Por Rafael Damaceno¹
O Instituto de Ciências da Saúde resolveu implantar um moderno sistema digital de acesso, que todos para adentrar as dependências do ICS terão que estar cadastrados e ter sua digital registrada num sistema com sua foto inclusive. Parece que a intenção do Instituto é evitar que pessoas não “desejadas” entrem e possivelmente possam trazer conseqüências ruins como roubos e furtos, agressões, depredações etc. Entretanto fazendo isso, será que não se está além de discriminar quem não estuda na UFBA, impedir a comunidade a poder utilizar os espaços da Universidade como a biblioteca do ICS ou outras dependências? Será que com isso não estamos cada vez mais deixando a universidade numa bolha acadêmica acessível para poucos privilegiados?
O Conceito de público segundo o Aurélio seria “relativo ou destinado ao povo, à coletividade, ou ao governo dum país.[...] Que é de uso de todos”. Pois bem, podemos nos perguntar primeiramente se as Universidades Públicas Brasileiras são realmente públicas. Se formos seguir a risca este conceito supracitado, podemos afirmar certamente que todas as Instituições de Ensino Superior do Brasil não são públicas, afinal, não são de uso de todos, pois só de adentra para usufruir de seus espaços acadêmicos formais através de um instrumento de entrada que é são vestibulares. Estes socialmente representam um grande funil e assim um divisor ou discriminador social. Da forma como se estrutura a sociedade brasileira, apenas uma pequena parte da população tem acesso ao ensino superior. Esta parcela normalmente é a que tem um poder aquisitivo financeiro maior. Mesmo sabendo que existem diversos mecanismos de reparação social e histórica destas desigualdades como as cotas raciais e sociais, porém estes mecanismos estão ainda longe de mudar o perfil elitista das Universidades Públicas Brasileiras.

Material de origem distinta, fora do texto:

//! Request-scoped editing context.
//!
//! # Responsibility
//! - Carry who is acting, on which site, and the workflow engagement
//!   override into the creation core as explicit values.
//!
//! # Invariants
//! - The context is read, never mutated, by the creation core.

use serde::{Deserialize, Serialize};

/// Identity performing the operation.
#[derive(Debug, Clone, PartialEq, Eq, Serialize, Deserialize)]
pub struct ActingIdentity {
    /// Fully qualified identity name, e.g. `extranet\editor`.
    pub name: String,
    /// Administrators bypass lock-before-edit entirely.
    pub is_administrator: bool,
}

impl ActingIdentity {
    pub fn new(name: impl Into<String>) -> Self {
        Self {
            name: name.into(),
            is_administrator: false,
        }
    }

    pub fn administrator(name: impl Into<String>) -> Self {
        Self {
            name: name.into(),
            is_administrator: true,
        }
    }
}

/// Site-level settings relevant to workflow.
#[derive(Debug, Clone, PartialEq, Eq, Serialize, Deserialize)]
pub struct SiteSettings {
    pub name: String,
    pub enable_workflow: bool,
}

/// Override of the site's workflow switch for the current operation.
#[derive(Debug, Clone, Copy, Default, PartialEq, Eq, Serialize, Deserialize)]
#[serde(rename_all = "snake_case")]
pub enum WorkflowEngagement {
    /// Defer to the current site.
    #[default]
    Default,
    Enabled,
    Disabled,
}

/// Everything the decision chain reads besides the item itself.
#[derive(Debug, Clone, PartialEq, Eq)]
pub struct EditContext {
    pub identity: ActingIdentity,
    /// Operation runs against administrative (system) data.
    pub administrative_context: bool,
    pub site: Option<SiteSettings>,
    pub engagement: WorkflowEngagement,
    pub require_lock_before_editing: bool,
}

impl EditContext {
    /// Context for `identity` with lock-before-edit on and no site.
    pub fn new(identity: ActingIdentity) -> Self {
        Self {
            identity,
            administrative_context: false,
            site: None,
            engagement: WorkflowEngagement::Default,
            require_lock_before_editing: true,
        }
    }

    pub fn with_site(mut self, site: SiteSettings) -> Self {
        self.site = Some(site);
        self
    }

    pub fn with_engagement(mut self, engagement: WorkflowEngagement) -> Self {
        self.engagement = engagement;
        self
    }

    pub fn with_administrative_context(mut self, administrative: bool) -> Self {
        self.administrative_context = administrative;
        self
    }

    pub fn with_lock_before_editing(mut self, required: bool) -> Self {
        self.require_lock_before_editing = required;
        self
    }
}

Portanto se as Universidades já não são formalmente públicas, pois uma grande parcela da população não tem acesso a ela, mesmo assim elas deveriam exercer uma função social de promover cientificamente, ética, politicamente e culturalmente a sociedade. Mas como fazer isso se além de não permitir uma entrada formal de uma grande parte da população que não tem a possibilidade de ter um curso de graduação superior, se, além disso, quer agora impedir de vez a entrada desta população social e historicamente excluída? Nós do DCE UFBA afirmamos que a postura não pode ser esta. A Universidade deve sim ser pública, ou seja, de uso de todos, e neste sentido mesmo que não garanta a entrada formal para os cursos superiores, ela minimamente não pode fechar seus espaços para esta população tão cruelmente excluída. As IFES não podem legitimar este processo discriminatório que vem sendo estabelecido.
A iniciativa do Instituto de Ciências da Saúde colocando um sistema tão caro de acesso digital é um reflexo desta legitimação da discriminação e do englobamento numa bolha acadêmica se distanciando da “sociedade real”. Nega totalmente um dos três pilares da universidade que é a extensão, pois se a universidade fecha suas portas para quem não está formalmente dentro dela, como vai querer fazer com que suas ações cheguem a sociedade se não permite que esta esteja dentro e participando conjuntamente das decisões? Aliás, sequer quer permitir que uma parcela excluída da população conviva com os outros estudantes e professores. Esta decisão política incoerente é reforçada também quando esta universidade estabelece o cercamento dos Camping da UFBA dizendo simbolicamente para a sociedade que precisa se fechar para garantir a segurança dos que nela vivem das pessoas perigosas da sociedade comum.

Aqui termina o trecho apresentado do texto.